Батлер не спешил вставать, все еще приходя в себя после столь стремительного спуска и полета. Вновь изучив более чем аскетический, спартанский интерьер, он ни с того ни с сего вновь задался вопросом: всегда ли столь голыми были здешние коридоры, залы и другие помещения или же все содержимое забрали при эвакуации? Или разграбили завоеватели? Собственно, вопросы были риторическими, — но как знать? Многое могло проясниться со временем.

«Экспедицию бы сюда, — в который уже раз подумал ареолог. — Крупную научную экспедицию, международную. И не вылезать отсюда лет десять. Или двадцать».

«А ты представь себя участником такой экспедиции, — посоветовало ему альтер эго. — И вперед, за открытиями!»

Темную субстанцию Батлер решил оставить без внимания — какие такие исследования мог он сейчас провести, голыми руками? Понюхать? Попробовать на вкус? Хотя было у него подозрение, что этот кисель играет далеко не последнюю роль в процессах, происходящих внутри Сфинкса.

Он поднялся с пола и, огибая темное пятно, направился к проходу. Там действительно оказался широкий пустой коридор. Коридор, едва заметно понижаясь, уходил вдаль.

Батлер отшагал по нему сотни три шагов — никаких открытий, все было однообразно, как в городской канализации.

Появление в глубине коридора еще одной плохо различимой фигуры он принял уже более спокойно, чем в первый раз. Не останавливаясь, ареолог помигал фонарем, получил синхронные встречные вспышки света и приблизился к очередной зеркальной стене. Точнее, к замаскированному проходу — астронавт почти не сомневался в том, что перед ним именно проход. Кое-какой опыт в этих блужданиях все-таки приобретался. Он поприветствовал самого себя поднятой рукой и открыл было рот, чтобы спросить: «Как дела?» — но так и не спросил. Потому что отражение, в отличие от него, Алекса Батлера, руку не опустило, и рот у отражения продолжал оставаться закрытым.

Это очень походило на совершеннейший бред… Ареолог не успел еще ухватить за хвост ни одну мысль, когда отражение и вовсе пропало. Вместе со всей зеркальной плоскостью. Словно сработала автоматика: зафиксировала, опознала и открыла вход… Куда?

Алекс Батлер уже увидел — куда. И сделал короткий шаг вперед.

Он оказался на сером, явно не каменном полукруглом выступе, который обрывался в пустоту на расстоянии вытянутой руки. Выступ прилепился под самым потолком гигантской вертикальной цилиндрической полости, уходящей вниз.
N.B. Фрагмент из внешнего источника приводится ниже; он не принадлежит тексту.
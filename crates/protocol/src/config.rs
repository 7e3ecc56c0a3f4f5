//! Session tuning knobs.

use std::time::Duration;

use serde::{Deserialize, Serialize};

/// Settings for one front-end session.
///
/// Every field has a default, so a config file only names what it changes.
#[derive(Debug, Clone, PartialEq, Eq, Serialize, Deserialize)]
#[serde(default)]
pub struct SessionConfig {
    /// Pause between entering a busy state and dispatching the request,
    /// giving the front-end a chance to render the busy indicator.
    pub dispatch_delay_ms: u64,
    /// Responses buffered per subscriber before the slowest one lags.
    pub channel_capacity: usize,
}

impl Default for SessionConfig {
    fn default() -> Self {
        SessionConfig {
            dispatch_delay_ms: 100,
            channel_capacity: 64,
        }
    }
}

impl SessionConfig {
    /// No dispatch delay; used by tests and non-interactive runs.
    pub fn immediate() -> Self {
        SessionConfig {
            dispatch_delay_ms: 0,
            ..SessionConfig::default()
        }
    }

    pub fn dispatch_delay(&self) -> Duration {
        Duration::from_millis(self.dispatch_delay_ms)
    }
}

#[cfg(test)]
mod tests {
    use super::*;

    #[test]
    fn missing_fields_take_defaults() {
        let config: SessionConfig =
            serde_json::from_value(serde_json::json!({ "dispatch_delay_ms": 5 })).unwrap();
        assert_eq!(config.dispatch_delay(), Duration::from_millis(5));
        assert_eq!(config.channel_capacity, 64);
    }

    #[test]
    fn immediate_has_no_delay() {
        assert!(SessionConfig::immediate().dispatch_delay().is_zero());
    }
}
Освещение напоминало пасмурное осеннее утро, и источников этого света не наблюдалось. Во всяком случае, светились не стены. Они были светло-коричневыми, с красноватыми извилистыми прожилками, и казались гладкими, будто отполированными. Противоположная стена находилась, пожалуй, на расстоянии метров ста, не меньше. Площадка не имела никакого ограждения, и ареолог не спешил подходить к ее краю, дабы получше рассмотреть, куда уходит этот цилиндр и что находится внизу. С того места, где он стоял, и так было видно, что по вертикали цилиндр вполне может посоперничать с небоскребом. На дне его, образуя концентрические окружности, тянулись прерывистые цепочки одинаковых светлых строений, похожих на аккуратно выложенные кирпичи. Если, конечно, это были именно строения, а не что-то иное.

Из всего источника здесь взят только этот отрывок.